Lacrimogeni non sparati dal Ministero. Complotto! Dello Stato o del video?

di Lucio Fero
Pubblicato il 21 Novembre 2012 - 14:31 OLTRE 6 MESI FA

ROMA – La relazione dei Carabinieri che hanno indagato, i Carabinieri e non la stessa Polizia altrimenti era indagine su se stessi, dice che i lacrimogeni a Via Arenula a Roma il pomeriggio del 14 novembre non sono stati sparati dalle finestre del Ministero della Giustizia. Ripetere non e rileggere non. Non sono stati sparati da dove sembrava lo fossero stati in un video. Non sono stati sparati quindi a seguito di un agguato dei poliziotti agli studenti, poliziotti appostati come apaches sulle pareti dei canyons mentre sotto sfila l’inerme colonna…

Non è andata così dicono i Carabinieri, è andata come nei video si vede solo se guardi sapendo cosa guardare e hai competenza di balistica e di lacrimogeni. I Carabinieri hanno trovato, dicono, perfino, il punto di impatto del candelotto sulle mura esterne del Ministero, di qui il rimbalzo del candelotto che si divide in tre come da funzionamento standard del lacrimogeno, le tre scie che ai diffusori del video sono invece apparse come la prova dello “agguato di polizia”. Candelotto sparato dalla strada, anzi dal ponte dicono i Carabinieri e il ministro degli Interni archivia la questione: l’agguato di polizia non esiste e non è mai esistito.
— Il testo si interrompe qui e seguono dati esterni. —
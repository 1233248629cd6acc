use crate::energy::EnergyFunction;
use crate::error::{check_dim, NutsError, Result};
use crate::leapfrog::LeapfrogIntegrator;
use crate::momentum::{neg_hamiltonian, Momentum, StandardNormalMomentum};
use crate::settings::Settings;
use crate::step_size::DualAverage;
use crate::tree_builder::{no_u_turn, Direction, PhaseState, Slice, Subtree, Tree};
use log::{debug, info, warn};
use ndarray::Array1;
use rand::Rng;
use std::fmt;

/// Summary of the last run of a [`NUTS`] sampler.
#[derive(Debug, Clone, Copy, PartialEq)]
pub struct RunStats {
    /// Step size found by the heuristic before the first iteration.
    pub initial_step_size: f64,
    /// Step size used after burn-in.
    pub step_size: f64,
    pub iterations: usize,
    pub mean_tree_depth: f64,
    pub mean_accept_prob: f64,
    pub max_tree_depth_hits: usize,
}

impl fmt::Display for RunStats {
    fn fmt(&self, f: &mut fmt::Formatter<'_>) -> fmt::Result {
        write!(
            f,
            "{} iterations, step size {:.4e} (initial {:.4e}), mean tree depth {:.2}, \
             mean acceptance {:.3}, {} max depth hits",
            self.iterations,
            self.step_size,
            self.initial_step_size,
            self.mean_tree_depth,
            self.mean_accept_prob,
            self.max_tree_depth_hits
        )
    }
}

/// Outcome of a single NUTS iteration.
#[derive(Debug, Clone, PartialEq)]
struct Draw {
    position: Array1<f64>,
    depth: usize,
    accept_prob: f64,
    hit_max_depth: bool,
}

/// The No-U-Turn sampler.
///
/// The step size is chosen once by the heuristic before the first iteration
/// and, unless disabled in the settings, refined by dual averaging during
/// burn-in. It stays fixed afterwards.
pub struct NUTS<E> {
    integrator: LeapfrogIntegrator<E>,
    kinetic: StandardNormalMomentum,
    settings: Settings,
    step_size: Option<f64>,
    stats: Option<RunStats>,
}

impl<E: EnergyFunction> NUTS<E> {
    pub fn new(energy: E, settings: Settings) -> Result<Self> {
        settings.validate()?;
        Ok(Self {
            kinetic: StandardNormalMomentum::new(energy.dim()),
            integrator: LeapfrogIntegrator::new(energy),
            settings,
            step_size: None,
            stats: None,
        })
    }

    pub fn settings(&self) -> &Settings {
        &self.settings
    }

    /// Step size used after burn-in by the most recent run.
    pub fn step_size(&self) -> Option<f64> {
        self.step_size
    }

    pub fn stats(&self) -> Option<&RunStats> {
        self.stats.as_ref()
    }

    /// Runs the chain with the iteration counts and thinning from the settings.
    pub fn sample<R: Rng + ?Sized>(
        &mut self,
        initial_position: &Array1<f64>,
        rng: &mut R,
    ) -> Result<Vec<Array1<f64>>> {
        let Settings {
            iterations,
            burn_in,
            thinning,
            ..
        } = self.settings;
        self.run_thinned(initial_position, iterations, burn_in, thinning, rng)
    }

    /// Runs `burn_in + iterations` iterations and returns the last `iterations`
    /// positions of the chain.
    pub fn run<R: Rng + ?Sized>(
        &mut self,
        initial_position: &Array1<f64>,
        iterations: usize,
        burn_in: usize,
        rng: &mut R,
    ) -> Result<Vec<Array1<f64>>> {
        self.run_thinned(initial_position, iterations, burn_in, 1, rng)
    }

    fn run_thinned<R: Rng + ?Sized>(
        &mut self,
        initial_position: &Array1<f64>,
        iterations: usize,
        burn_in: usize,
        thinning: usize,
        rng: &mut R,
    ) -> Result<Vec<Array1<f64>>> {
        if thinning == 0 {
            return Err(NutsError::InvalidParameter(
                "thinning must be at least 1".to_string(),
            ));
        }
        let energy = self.integrator.energy();
        check_dim("initial position", energy.dim(), initial_position.len())?;
        check_dim("gradient", energy.dim(), energy.gradient(initial_position).len())?;
        let log_density = energy.eval(initial_position);
        if !log_density.is_finite() {
            return Err(NutsError::NonFiniteStart { log_density });
        }

        let initial_step_size = self
            .settings
            .step_size_heuristic()
            .select(energy, initial_position, rng)?;
        info!("selected step size {initial_step_size:.4e}");
        let mut adaptation = (self.settings.adapt_step_size && burn_in > 0)
            .then(|| DualAverage::new(initial_step_size, self.settings.target_accept));

        let mut samples: Vec<Array1<f64>> = Vec::with_capacity(iterations.div_ceil(thinning));
        let mut position = initial_position.clone();
        let mut step_size = initial_step_size;
        let mut depth_sum = 0;
        let mut max_depth_hits = 0;
        let mut accept_sum = 0.;
        for i in 0..(burn_in + iterations) {
            let draw = self.draw(&position, step_size, rng);
            debug!(
                "iteration {i}: tree depth {}, acceptance {:.3}",
                draw.depth, draw.accept_prob
            );
            depth_sum += draw.depth;
            max_depth_hits += usize::from(draw.hit_max_depth);
            position = draw.position;
            if i < burn_in {
                if let Some(adaptation) = adaptation.as_mut() {
                    adaptation.update(draw.accept_prob);
                    step_size = if i + 1 == burn_in {
                        adaptation.final_step_size()
                    } else {
                        adaptation.current_step_size()
                    };
                }
            } else {
                accept_sum += draw.accept_prob;
                if (i - burn_in) % thinning == 0 {
                    samples.push(position.clone());
                }
            }
        }
        if max_depth_hits > 0 {
            warn!(
                "maximum tree depth reached in {max_depth_hits} of {} iterations",
                burn_in + iterations
            );
        }
        if adaptation.is_some() {
            info!("adapted step size {step_size:.4e}");
        }
        self.step_size = Some(step_size);

        let stats = RunStats {
            initial_step_size,
            step_size,
            iterations: burn_in + iterations,
            mean_tree_depth: depth_sum as f64 / (burn_in + iterations).max(1) as f64,
            mean_accept_prob: accept_sum / iterations.max(1) as f64,
            max_tree_depth_hits: max_depth_hits,
        };
        info!("NUTS sampling complete: {stats}");
        self.stats = Some(stats);
        Ok(samples)
    }

    /// One NUTS iteration from `position`.
    fn draw<R: Rng + ?Sized>(&self, position: &Array1<f64>, step_size: f64, rng: &mut R) -> Draw {
        let momentum = self.kinetic.sample(rng);
        let log_p = neg_hamiltonian(self.integrator.energy(), &self.kinetic, position, &momentum);
        let tree = Tree::new(&self.integrator, step_size, Slice::draw(log_p, rng), log_p);

        let mut back = PhaseState::new(position.clone(), momentum);
        let mut forward = back.clone();
        let mut next_sample = position.clone();
        let mut n = 1;
        let mut depth = 0;
        let mut valid = true;
        let mut sum_accept_prob = 0.;
        let mut n_leaves = 0;
        while valid {
            if self.settings.max_tree_depth.is_some_and(|max| depth >= max) {
                debug!("maximum tree depth {depth} reached, stopping trajectory");
                return Draw {
                    position: next_sample,
                    depth,
                    accept_prob: sum_accept_prob / n_leaves.max(1) as f64,
                    hit_max_depth: true,
                };
            }
            let direction: Direction = rng.gen();
            let Subtree {
                back: sub_back,
                forward: sub_forward,
                candidate,
                weight,
                valid: sub_valid,
                sum_accept_prob: sub_accept_prob,
                n_leaves: sub_leaves,
                ..
            } = match direction {
                Direction::Backward => tree.build(&back, direction, depth, rng),
                Direction::Forward => tree.build(&forward, direction, depth, rng),
            };
            match direction {
                Direction::Backward => back = sub_back,
                Direction::Forward => forward = sub_forward,
            }
            if sub_valid && rng.gen::<f64>() < (weight as f64 / n as f64).min(1.) {
                next_sample = candidate;
            }
            n += weight;
            sum_accept_prob += sub_accept_prob;
            n_leaves += sub_leaves;
            valid = sub_valid && no_u_turn(&back, &forward);
            depth += 1;
        }
        Draw {
            position: next_sample,
            depth,
            accept_prob: sum_accept_prob / n_leaves.max(1) as f64,
            hit_max_depth: false,
        }
    }
}

/// Draws `iterations` samples from `energy` after discarding `burn_in`
/// iterations, with default settings otherwise.
///
/// The heuristic's step size is refined by dual averaging during burn-in and
/// fixed afterwards. With `burn_in == 0` the heuristic's step size is used
/// throughout; build a [`NUTS`] with `adapt_step_size: false` to skip the
/// adaptation altogether.
pub fn run<E, R>(
    initial_position: &Array1<f64>,
    energy: E,
    iterations: usize,
    burn_in: usize,
    rng: &mut R,
) -> Result<Vec<Array1<f64>>>
where
    E: EnergyFunction,
    R: Rng + ?Sized,
{
    NUTS::new(energy, Settings::default())?.run(initial_position, iterations, burn_in, rng)
}

#[cfg(test)]
mod tests {
    use super::*;
    use crate::energy::{EnergyClosure, Gaussian, MultivariateGaussian};
    use ndarray::arr1;
    use rand::SeedableRng;
    use rand_chacha::ChaCha8Rng;

    #[test]
    fn test_chain_length() {
        let mut rng = ChaCha8Rng::seed_from_u64(21);
        let samples = run(&arr1(&[0.]), Gaussian::standard(), 50, 10, &mut rng).unwrap();
        assert_eq!(samples.len(), 50);
        assert!(samples.iter().all(|s| s.len() == 1 && s[0].is_finite()));
    }

    #[test]
    fn test_thinning() {
        let settings = Settings {
            iterations: 20,
            burn_in: 5,
            thinning: 3,
            ..Settings::default()
        };
        let mut nuts = NUTS::new(MultivariateGaussian::standard(2), settings).unwrap();
        let mut rng = ChaCha8Rng::seed_from_u64(22);
        let samples = nuts.sample(&arr1(&[0.1, 0.1]), &mut rng).unwrap();
        assert_eq!(samples.len(), 7);
        let stats = nuts.stats().unwrap();
        assert_eq!(stats.iterations, 25);
        assert_eq!(Some(stats.step_size), nuts.step_size());
    }

    #[test]
    fn test_step_size_fixed_without_adaptation() {
        let settings = Settings {
            iterations: 20,
            burn_in: 10,
            adapt_step_size: false,
            ..Settings::default()
        };
        let mut nuts = NUTS::new(Gaussian::standard(), settings).unwrap();
        let mut rng = ChaCha8Rng::seed_from_u64(29);
        nuts.sample(&arr1(&[0.5]), &mut rng).unwrap();
        let stats = nuts.stats().unwrap();
        assert_eq!(stats.step_size, stats.initial_step_size);
        assert!(stats.mean_accept_prob > 0. && stats.mean_accept_prob <= 1.);
    }

    #[test]
    fn test_adaptation_changes_step_size() {
        let settings = Settings {
            iterations: 10,
            burn_in: 50,
            ..Settings::default()
        };
        let mut nuts = NUTS::new(MultivariateGaussian::standard(2), settings).unwrap();
        let mut rng = ChaCha8Rng::seed_from_u64(30);
        nuts.sample(&arr1(&[0.5, -0.5]), &mut rng).unwrap();
        let stats = nuts.stats().unwrap();
        assert_ne!(stats.step_size, stats.initial_step_size);
        assert!(stats.step_size.is_finite() && stats.step_size > 0.);
    }

    #[test]
    fn test_reproducible_with_seed() {
        let energy = MultivariateGaussian::standard(2);
        let a = run(&arr1(&[1., 1.]), &energy, 30, 5, &mut ChaCha8Rng::seed_from_u64(23)).unwrap();
        let b = run(&arr1(&[1., 1.]), &energy, 30, 5, &mut ChaCha8Rng::seed_from_u64(23)).unwrap();
        assert_eq!(a, b);
    }

    #[test]
    fn test_chain_moves() {
        let mut rng = ChaCha8Rng::seed_from_u64(24);
        let samples = run(&arr1(&[0.]), Gaussian::standard(), 100, 0, &mut rng).unwrap();
        let distinct = samples.windows(2).filter(|w| w[0] != w[1]).count();
        assert!(distinct > 50, "only {distinct} moves");
    }

    #[test]
    fn test_dimension_mismatch_fails_before_sampling() {
        let mut rng = ChaCha8Rng::seed_from_u64(25);
        let err = run(&arr1(&[0., 0., 0.]), MultivariateGaussian::standard(2), 10, 0, &mut rng)
            .unwrap_err();
        assert_eq!(
            err,
            NutsError::DimensionMismatch {
                what: "initial position",
                expected: 2,
                found: 3
            }
        );
    }

    #[test]
    fn test_gradient_of_wrong_length_fails_before_sampling() {
        let energy = EnergyClosure::new(
            2,
            |x: &Array1<f64>| -0.5 * x.dot(x),
            |x: &Array1<f64>| arr1(&[-x[0], -x[1], 0.]),
        );
        let mut rng = ChaCha8Rng::seed_from_u64(31);
        let err = run(&arr1(&[0.5, 0.5]), energy, 10, 5, &mut rng).unwrap_err();
        assert_eq!(
            err,
            NutsError::DimensionMismatch {
                what: "gradient",
                expected: 2,
                found: 3
            }
        );
    }

    #[test]
    fn test_non_finite_start_is_rejected() {
        let energy = EnergyClosure::new(
            1,
            |x: &Array1<f64>| if x[0] < 0. { f64::NEG_INFINITY } else { -x[0] },
            |_: &Array1<f64>| arr1(&[-1.]),
        );
        let mut rng = ChaCha8Rng::seed_from_u64(26);
        let err = run(&arr1(&[-1.]), energy, 10, 0, &mut rng).unwrap_err();
        assert!(matches!(err, NutsError::NonFiniteStart { .. }));
    }

    #[test]
    fn test_max_tree_depth_is_respected() {
        let settings = Settings {
            iterations: 30,
            burn_in: 0,
            max_tree_depth: Some(1),
            ..Settings::default()
        };
        let mut nuts = NUTS::new(Gaussian::new(0., 100.).unwrap(), settings).unwrap();
        let mut rng = ChaCha8Rng::seed_from_u64(27);
        nuts.sample(&arr1(&[0.]), &mut rng).unwrap();
        let stats = nuts.stats().unwrap();
        assert!(stats.mean_tree_depth <= 1.);
    }

    #[test]
    fn test_max_tree_depth_hits_are_counted() {
        let settings = Settings {
            iterations: 10,
            burn_in: 0,
            max_tree_depth: Some(0),
            ..Settings::default()
        };
        let mut nuts = NUTS::new(Gaussian::standard(), settings).unwrap();
        let mut rng = ChaCha8Rng::seed_from_u64(32);
        let samples = nuts.sample(&arr1(&[0.7]), &mut rng).unwrap();
        assert!(samples.iter().all(|s| s[0] == 0.7));
        let stats = nuts.stats().unwrap();
        assert_eq!(stats.max_tree_depth_hits, 10);
        assert_eq!(stats.mean_tree_depth, 0.);
    }

    #[test]
    fn test_divergent_region_does_not_corrupt_chain() {
        // half-normal: log density undefined for negative positions
        let energy = EnergyClosure::new(
            1,
            |x: &Array1<f64>| if x[0] < 0. { f64::NAN } else { -0.5 * x[0] * x[0] },
            |x: &Array1<f64>| arr1(&[-x[0]]),
        );
        let mut rng = ChaCha8Rng::seed_from_u64(28);
        let samples = run(&arr1(&[1.]), energy, 300, 50, &mut rng).unwrap();
        assert!(samples.iter().all(|s| s[0] >= 0.));
    }
}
Quindi deve esserci stato un complotto, anzi due o almeno uno dei due. O il complotto dei vertici della Polizia, d’accordo con la Cancellieri, d’intesa con i Carabinieri e che ha coinvolto tutti i dipendenti del Ministero di via Arenula interrogati che hanno mentito quando negavano fossero saliti quel giorno poliziotti a sparare candelotti dalle finestre…Coinvolte anche le telecamere del Ministero i cui nastri non registrano appostamenti, o meglio coinvolti altri, funzionari, agenti e tecnici, che hanno fatto sparire quei nastri o li hanno manomessi. E coinvolti pure ma non tanto i giornalisti al soldo del regime. Non tanto coinvolti però i giornalisti, infatti della relazione dei carabinieri è stata data notizia mille volte più bassa di quella più ghiotta dei “lacrimogeni sparati dal Ministero”. Comunque un complotto di Stato, solo così si spiega la relazione d’indagine che fa a pezzi il video e l’indignazione militante e civile che ha mobilitato.

Oppure un altro complotto può esserci stato, il complotto del video. Nel video non si vedono poliziotti “apaches” sulle colline. Ma è “sembrato” di vederli. E, si sa, ognuno in ottima fede vede soprattutto quel che vuole vedere. Manifestanti, studenti, qualche importante giornale in ottima fede voleva vedere quel che ha creduto di aver visto. Complotto involontario, perfino inconsapevole. Meno inconsapevole invece può essere stato il complotto sempre in atto, quella che possiamo chiamare la sopravvenuta sacralità, la religione del video e del web: inquadri qualcosa, lo metti in rete e quella “è” la realtà. Se poi la realtà non è quella deve esserci un complotto della realtà ai tuoi danni, oppure smetterla di inginocchiarsi dinanzi ad ogni video e twit come fossero realtà rivelata? Si può scegliere, la differenza è come sempre tra la ragione, faticosa, e la fede rasserenante.